Cedric Landers has a hit on his hands.

After playing music for almost his entire life, the soon-to-be-90-year-old man from Lutes Mountain, N.B., has become an overnight sensation.

“I can’t register it yet, that it’s really happened,” said Landers.

Cedric Landers plays a song for his wife Marina at their home in Lutes Mountain, N.B., on Jan. 31, 2026. (Derek Haggett / CTV Atlantic)
Cedric and Marina Landers Cedric Landers plays a song for his wife Marina at their home in Lutes Mountain, N.B., on Jan. 31, 2026. (Derek Haggett / CTV Atlantic)

He plays piano for his wife Marina every day; they’ve been married 70 years. With some help from their daughter Loralee Druart, Marina posted videos of Landers playing hymns on Facebook. Druart said the response from family, friends and their church group was overwhelmingly positive so she thought her father’s music should be heard by more people.

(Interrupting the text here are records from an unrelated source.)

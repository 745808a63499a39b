//! Typed client for the Stripe REST API.
//!
//! Each endpoint is a pure function in [`endpoints`] that builds a
//! [`Request<A>`], a request descriptor typed to the model its response
//! decodes into. An [`Executor`] attaches the credential, performs the round
//! trip and decodes the body. [`StripeClient`] binds both together behind the
//! [`StripeApi`] trait.
//!
//! # Example
//!
//! ```no_run
//! use stripe_client::{StripeApi, StripeClient};
//! use stripe_core::CustomerId;
//!
//! # async fn example() -> Result<(), Box<dyn std::error::Error>> {
//! let client = StripeClient::new("sk_test_...")?;
//!
//! let customer = client.fetch_customer(&"cus_123".parse::<CustomerId>()?).await?;
//! println!("Extra invoice info: {:?}", customer.extra_invoice_info());
//!
//! let plans = client.fetch_plans().await?;
//! for plan in &plans.data {
//!     println!("{}: {}", plan.id, plan.amount.to_dollars_string());
//! }
//! # Ok(())
//! # }
//! ```
//!
//! # Errors
//!
//! Every call returns exactly one of: the decoded model, a transport error,
//! Stripe's error envelope, or a decode failure holding the raw body. Nothing
//! is retried.

#![forbid(unsafe_code)]
#![warn(missing_docs)]
#![warn(clippy::all)]
#![warn(clippy::pedantic)]

mod auth;
mod client;
mod config;
pub mod endpoints;
mod error;
mod executor;
pub mod form;
mod request;

pub use auth::Credential;
pub use client::{StripeApi, StripeClient, STRIPE_JS_URL};
pub use config::{
    ClientOptions, StripeConfig, DEFAULT_BASE_URL, DEFAULT_TIMEOUT_SECONDS, SECRET_PATHS,
};
pub use error::StripeError;
pub use executor::{decode_response, Executor};
pub use form::{Param, Params};
pub use request::{Method, Request, API_BASE};
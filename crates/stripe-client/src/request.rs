//! Typed request descriptors.
//!
//! A [`Request<A>`] is an unexecuted Stripe call paired with the type its
//! response decodes into. Building one never touches the network. The
//! [`Executor`](crate::Executor) consumes it.

use std::fmt;
use std::marker::PhantomData;

use reqwest::header::{HeaderMap, HeaderValue, CONTENT_TYPE};

use crate::form::Params;

/// Stripe API base URL.
pub const API_BASE: &str = "https://api.stripe.com/v1/";

const FORM_CONTENT_TYPE: &str = "application/x-www-form-urlencoded";

/// HTTP method of a Stripe call, with its form parameters.
#[derive(Debug, Clone, PartialEq, Eq)]
pub enum Method {
    /// Read a resource. No body.
    Get,
    /// Create or update a resource.
    Post(Params),
    /// Delete or cancel a resource.
    Delete(Params),
}

impl Method {
    /// Converts to the equivalent `reqwest::Method`.
    #[must_use]
    pub fn to_reqwest(&self) -> reqwest::Method {
        match self {
            Self::Get => reqwest::Method::GET,
            Self::Post(_) => reqwest::Method::POST,
            Self::Delete(_) => reqwest::Method::DELETE,
        }
    }
}

/// A request descriptor whose response decodes into `A`.
pub struct Request<A> {
    method: reqwest::Method,
    path: String,
    headers: HeaderMap,
    body: Option<Vec<u8>>,
    _response: PhantomData<fn() -> A>,
}

impl<A> Request<A> {
    /// Build a request for `path`, relative to [`API_BASE`].
    ///
    /// `path` may carry a literal query string such as `?expand[]=customer`.
    /// POST and DELETE parameters become a form-encoded body.
    #[must_use]
    pub fn new(path: impl Into<String>, method: Method) -> Self {
        let verb = method.to_reqwest();
        let mut headers = HeaderMap::new();
        let body = match method {
            Method::Get => None,
            Method::Post(params) | Method::Delete(params) => {
                headers.insert(CONTENT_TYPE, HeaderValue::from_static(FORM_CONTENT_TYPE));
                Some(params.encode().into_bytes())
            }
        };

        Self {
            method: verb,
            path: path.into(),
            headers,
            body,
            _response: PhantomData,
        }
    }

    /// Build a GET request for `path`.
    #[must_use]
    pub fn get(path: impl Into<String>) -> Self {
        Self::new(path, Method::Get)
    }

    /// The HTTP method.
    #[must_use]
    pub fn method(&self) -> &reqwest::Method {
        &self.method
    }

    /// The path relative to the API base, including any query string.
    #[must_use]
    pub fn path(&self) -> &str {
        &self.path
    }

    /// The absolute URL against the live API.
    #[must_use]
    pub fn url(&self) -> String {
        format!("{API_BASE}{}", self.path)
    }

    /// Headers the request carries, excluding authentication.
    #[must_use]
    pub fn headers(&self) -> &HeaderMap {
        &self.headers
    }

    /// The encoded body, if any.
    #[must_use]
    pub fn body(&self) -> Option<&[u8]> {
        self.body.as_deref()
    }

    pub(crate) fn into_parts(self) -> (reqwest::Method, String, HeaderMap, Option<Vec<u8>>) {
        (self.method, self.path, self.headers, self.body)
    }
}

impl<A> Clone for Request<A> {
    fn clone(&self) -> Self {
        Self {
            method: self.method.clone(),
            path: self.path.clone(),
            headers: self.headers.clone(),
            body: self.body.clone(),
            _response: PhantomData,
        }
    }
}

impl<A> fmt::Debug for Request<A> {
    fn fmt(&self, f: &mut fmt::Formatter<'_>) -> fmt::Result {
        f.debug_struct("Request")
            .field("method", &self.method)
            .field("path", &self.path)
            .field("headers", &self.headers)
            .field("body", &self.body().map(String::from_utf8_lossy))
            .finish()
    }
}

/// Renders `METHOD URL`, then a blank line and the body when there is one.
impl<A> fmt::Display for Request<A> {
    fn fmt(&self, f: &mut fmt::Formatter<'_>) -> fmt::Result {
        write!(f, "{} {}", self.method, self.url())?;
        if let Some(body) = &self.body {
            write!(f, "\n\n{}", String::from_utf8_lossy(body))?;
        }
        Ok(())
    }
}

“I started an account for dad on December 30th and it’s taken off,” she said.

As of Sunday, Landers’ Instagram account has more than 10,000 followers and his videos have been viewed more than 1.3 million times.

Cedric Landers plays a song on the piano at his home in Lutes Mountain, N.B., on Jan. 31, 2026. (Derek Haggett / CTV Atlantic)
Cedric Landers Cedric Landers plays a song on the piano at his home in Lutes Mountain, N.B., on Jan. 31, 2026. (Derek Haggett / CTV Atlantic)

“I knew she was doing something with it, but I didn’t know what,” said Landers.

The views come from all over the world. People from South Korea, Ireland, Italy, France, Ukraine, Brazil, Argentina and the United States have been listening to Landers’ inspirational hymns.

Landers said it’s a great surprise because he’s always thought of himself as an organist, not a piano player.

“I can’t believe it,” Landers said. “That many people were listening to the radio. Well, not a radio, but that’s what I call it.”

Druart tells her father that the music is being shared on social media but he learned to play when he was just seven years old – when the radio brought music into his home.

Cedric Landers sits in front of his piano with his daughter Loralee Druart at his home in Lutes Mountain, N.B., on Jan. 31, 2026. (Derek Haggett / CTV Atlantic)
Cedric Landers and Loralee Druart Cedric Landers sits in front of his piano with his daughter Loralee Druart at his home in Lutes Mountain, N.B., on Jan. 31, 2026. (Derek Haggett / CTV Atlantic)

“I was crazy about music,” he said. “As soon as I got home from school, I turned the radio on. We didn’t have televisions back then. I knew every musical program. I knew all the famous guys. Bing Crosby, all those fellows that had musical programs. I listened to them until my mother chased me up to bed.”

In high school, Landers sang in a quartet that toured the Maritimes. When he finished his studies, he bought a pickup truck and a Hammond organ and travelled everywhere from Pittsburgh to Newfoundland to play music.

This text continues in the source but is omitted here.